Task to complete
Return only the line containing "then interface constraints" and each line after it, exactly as written, through the end of the records.

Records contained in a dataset
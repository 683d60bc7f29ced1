//! Default value replication.
//!
//! Copying a parameter's default constant onto a synthesized parameter runs into a
//! handful of known defects of the constant encoding: `System.DateTime` has no
//! constant form, enum constants may be stored with a different element type, null
//! is not a valid constant for `Nullable<T>` or value types, and `Nullable<enum>`
//! cannot carry a constant at all. These are recovered here, everything else is
//! coerced to the parameter's underlying type or reported to the caller.

use crate::{
    metadata::{
        diagnostics::{Diagnostic, DiagnosticCategory, DiagnosticSeverity},
        tables::{DefaultValue, Param},
        typesystem::CilTypeRc,
    },
    proxy::ReplicationContext,
    Error, Result,
};

/// Full name of the one non-primitive value type that optional parameters commonly use
const DATE_TIME_FULLNAME: &str = "System.DateTime";

/// What happened to one parameter's default value
#[derive(Debug, Clone, PartialEq)]
pub enum DefaultValueOutcome {
    /// The value was stored as read
    Set(DefaultValue),
    /// Nothing was stored
    Skipped(String),
    /// The value was converted to the parameter's underlying type and stored
    Coerced {
        /// Value as read from the source
        from: DefaultValue,
        /// Value as stored on the target
        to: DefaultValue,
    },
    /// Storing failed and the default was dropped
    Failed(String),
}

impl DefaultValueOutcome {
    /// True if the target ended up with a stored default
    #[must_use]
    pub fn is_stored(&self) -> bool {
        matches!(
            self,
            DefaultValueOutcome::Set(_) | DefaultValueOutcome::Coerced { .. }
        )
    }
}

/// Read the default of `source`, recovering the constant defects of date/time and
/// enum typed parameters as `null`.
///
/// # Errors
/// Propagates any other read failure.
pub fn read_default(ctx: &ReplicationContext<'_>, source: &Param) -> Result<DefaultValue> {
    match source.read_default() {
        Ok(value) => Ok(value),
        Err(error) if is_read_defect(source) => {
            ctx.report(
                DiagnosticSeverity::Info,
                source,
                format!(
                    "default of parameter '{}' cannot be decoded ({error}), using null",
                    param_name(source)
                ),
            );
            Ok(DefaultValue::Null)
        }
        Err(error) => Err(error),
    }
}

/// Copy the default value of `source` to `target`.
///
/// `target` must already carry its type. Parameters without a declared default are
/// skipped.
///
/// # Errors
/// Returns the original [`Error::ConstantMismatch`] if the value is not accepted and
/// cannot be coerced, or any read failure that is not a known defect.
pub fn replicate_default(
    ctx: &ReplicationContext<'_>,
    source: &Param,
    target: &Param,
) -> Result<DefaultValueOutcome> {
    if !source.declares_default() {
        return Ok(DefaultValueOutcome::Skipped("no default declared".to_string()));
    }

    let value = read_default(ctx, source)?;
    if value == DefaultValue::Missing {
        return Ok(DefaultValueOutcome::Skipped("no value supplied".to_string()));
    }

    let error = match target.apply_default(&value) {
        Ok(()) => return Ok(DefaultValueOutcome::Set(value)),
        Err(error @ Error::ConstantMismatch { .. }) => error,
        Err(error) => return Err(error),
    };

    let ty = target
        .ty()
        .ok_or_else(|| malformed_error!("Parameter {} has no type", target.token))?;

    if let Some(reason) = set_defect(&ty, &value) {
        ctx.report(
            DiagnosticSeverity::Info,
            target,
            format!("default of parameter '{}' left unset: {reason}", param_name(target)),
        );
        return Ok(DefaultValueOutcome::Skipped(reason.to_string()));
    }

    let Some(coerced) = coerce(&ty, &value) else {
        return Err(error);
    };
    if target.apply_default(&coerced).is_err() {
        return Err(error);
    }

    ctx.report(
        DiagnosticSeverity::Info,
        target,
        format!(
            "default of parameter '{}' coerced from {value} to {coerced}",
            param_name(target)
        ),
    );
    Ok(DefaultValueOutcome::Coerced {
        from: value,
        to: coerced,
    })
}

/// True for the parameters whose constants are known to fail decoding. Only
/// parameters declaring a default get here, `OPTIONAL` is not required.
fn is_read_defect(source: &Param) -> bool {
    let Some(ty) = source.ty() else {
        return false;
    };
    let ty = ty.nullable_underlying().unwrap_or(ty);
    ty.fullname() == DATE_TIME_FULLNAME || ty.is_enum()
}

/// The defect that explains why `value` cannot be stored on a location typed `ty`
fn set_defect(ty: &CilTypeRc, value: &DefaultValue) -> Option<&'static str> {
    match (ty.nullable_underlying(), value) {
        (Some(_), DefaultValue::Null) => Some("null cannot be stored for Nullable<T>"),
        (None, DefaultValue::Null) if ty.is_value_type() => {
            Some("null cannot be stored for a value type")
        }
        (Some(underlying), DefaultValue::Value(value))
            if underlying.is_enum() || underlying.flavor == value.flavor() =>
        {
            Some("constants of Nullable<T> cannot be encoded")
        }
        _ => None,
    }
}

/// Convert `value` to the primitive underlying `ty`, through `Nullable<T>` and enums
fn coerce(ty: &CilTypeRc, value: &DefaultValue) -> Option<DefaultValue> {
    let DefaultValue::Value(primitive) = value else {
        return None;
    };

    let mut underlying = ty.nullable_underlying().unwrap_or_else(|| ty.clone());
    if underlying.is_enum() {
        underlying = underlying.enum_underlying()?;
    }

    primitive
        .convert_to(&underlying.flavor)
        .ok()
        .map(DefaultValue::Value)
}

fn param_name(param: &Param) -> &str {
    param.name.as_deref().unwrap_or("<unnamed>")
}

impl ReplicationContext<'_> {
    fn report(&self, severity: DiagnosticSeverity, param: &Param, message: String) {
        self.diagnostics.push(
            Diagnostic::new(severity, DiagnosticCategory::DefaultValue, message)
                .with_token(param.token)
                .with_type(self.type_name),
        );
    }
}
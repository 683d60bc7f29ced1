//! Generic parameter replication.
//!
//! Proxies redeclare the generic parameters of the members they implement: a proxy of
//! a generic interface definition is itself a generic definition of the same arity,
//! and every generic interface method is implemented by a generic method. Signatures
//! refer to generic parameters by position (`!n`, `!!n`), so copied signatures stay
//! valid as long as the replicated lists line up with their sources.
//!
//! Classes cannot be variant, so type-level attributes go through
//! [`to_class_generic_attributes`], while method-level attributes are copied verbatim.

use std::sync::Arc;

use strum::Display;

use crate::{
    metadata::{
        diagnostics::DiagnosticCategory,
        method::Method,
        tables::{GenericParam, GenericParamAttributes, GenericParamList},
        token::TableId,
        typesystem::CilTypeRc,
    },
    proxy::{collector::TypeBuilder, ReplicationContext},
    Result,
};

/// Classification of a generic parameter's special constraints
#[derive(Debug, Clone, Copy, PartialEq, Eq, Display)]
pub enum ConstraintKind {
    /// No special constraint
    None,
    /// `class`
    ReferenceType,
    /// `class, new()`
    ReferenceTypeWithDefaultConstructor,
    /// `struct`, which implies `new()`
    ValueType,
    /// `new()` alone, or the full mask
    Special,
}

impl ConstraintKind {
    /// Classify `GenericParamAttributes` flags. The value type flag wins over `new()`,
    /// matching [`to_class_generic_attributes`].
    #[must_use]
    pub fn classify(flags: u32) -> Self {
        let special = flags & GenericParamAttributes::SPECIAL_CONSTRAINT_MASK;
        let has = |bits: u32| special & bits == bits;
        let reference = GenericParamAttributes::REFERENCE_TYPE_CONSTRAINT;
        let value = GenericParamAttributes::NOT_NULLABLE_VALUE_TYPE_CONSTRAINT;
        let ctor = GenericParamAttributes::DEFAULT_CONSTRUCTOR_CONSTRAINT;

        if special == 0 {
            ConstraintKind::None
        } else if has(reference | value) {
            ConstraintKind::Special
        } else if has(value) {
            ConstraintKind::ValueType
        } else if has(reference | ctor) {
            ConstraintKind::ReferenceTypeWithDefaultConstructor
        } else if has(reference) {
            ConstraintKind::ReferenceType
        } else {
            ConstraintKind::Special
        }
    }
}

/// Map the attributes of an interface's generic parameter to those of the
/// corresponding class generic parameter.
///
/// Variance is dropped. Of the special constraints, the full mask, `struct`,
/// `class, new()`, `class` and `new()` survive, checked in that order.
#[must_use]
pub fn to_class_generic_attributes(flags: u32) -> u32 {
    let has = |bits: u32| flags & bits == bits;
    let mask = GenericParamAttributes::SPECIAL_CONSTRAINT_MASK;
    let reference = GenericParamAttributes::REFERENCE_TYPE_CONSTRAINT;
    let value = GenericParamAttributes::NOT_NULLABLE_VALUE_TYPE_CONSTRAINT;
    let ctor = GenericParamAttributes::DEFAULT_CONSTRUCTOR_CONSTRAINT;

    if flags == GenericParamAttributes::NONE {
        GenericParamAttributes::NONE
    } else if has(mask) {
        mask
    } else if has(value) {
        value
    } else if has(reference | ctor) {
        reference | ctor
    } else if has(reference) {
        reference
    } else if has(ctor) {
        ctor
    } else {
        GenericParamAttributes::NONE
    }
}

/// Declare the generic parameters of the generic definition `source` on the type
/// under construction. A no-op unless `source` is a generic definition.
///
/// # Errors
/// Returns an error if a constraint type cannot be constructed.
pub fn replicate_type_generics(
    ctx: &ReplicationContext<'_>,
    source: &CilTypeRc,
    builder: &TypeBuilder,
) -> Result<()> {
    if !source.is_generic_definition() {
        return Ok(());
    }

    replicate(
        ctx,
        &source.generic_params,
        &builder.ty().generic_params,
        false,
        to_class_generic_attributes,
    )?;
    ctx.diagnostics.info(
        DiagnosticCategory::Generic,
        format!(
            "{}: replicated {} type generic parameter(s) of '{}'",
            ctx.type_name,
            source.generic_params.count(),
            source.fullname()
        ),
    );
    Ok(())
}

/// Declare the generic parameters of the generic method `source` on `target`.
/// A no-op for non-generic methods.
///
/// # Errors
/// Returns an error if a constraint type cannot be constructed.
pub fn replicate_method_generics(
    ctx: &ReplicationContext<'_>,
    source: &Method,
    target: &Method,
) -> Result<()> {
    if !source.is_generic() {
        return Ok(());
    }

    replicate(ctx, &source.generic_params, &target.generic_params, true, |flags| flags)
}

fn replicate(
    ctx: &ReplicationContext<'_>,
    source: &GenericParamList,
    target: &GenericParamList,
    owner_is_method: bool,
    map_flags: impl Fn(u32) -> u32,
) -> Result<()> {
    let mut params: Vec<_> = source.iter().map(|(_, param)| param.clone()).collect();
    params.sort_by_key(|param| param.number);

    for param in params {
        let flags = if ctx.config.replicate_generic_constraints {
            map_flags(param.flags)
        } else {
            map_flags(param.flags) & !GenericParamAttributes::SPECIAL_CONSTRAINT_MASK
        };

        let kind = ConstraintKind::classify(flags);
        if kind != ConstraintKind::None {
            ctx.diagnostics.info(
                DiagnosticCategory::Generic,
                format!(
                    "{}: generic parameter '{}' keeps its {} constraint",
                    ctx.type_name, param.name, kind
                ),
            );
        }

        let replica = GenericParam::new(
            ctx.registry.alloc_token(TableId::GenericParam),
            param.number,
            param.name.clone(),
            flags,
            owner_is_method,
        );

        if ctx.config.replicate_generic_constraints {
            let (interfaces, classes): (Vec<_>, Vec<_>) = param
                .constraint_types()
                .into_iter()
                .partition(|constraint| constraint.is_interface());

            // base type constraint first, then interface constraints
            for constraint in classes.iter().chain(&interfaces) {
                replica.add_constraint(&ctx.resolve(constraint)?);
            }
        }

        target.push(Arc::new(replica));
    }

    Ok(())
}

Written solution
            // base type constraint first, then interface constraints
            for constraint in classes.iter().chain(&interfaces) {
                replica.add_constraint(&ctx.resolve(constraint)?);
            }
        }

        target.push(Arc::new(replica));
    }

    Ok(())
}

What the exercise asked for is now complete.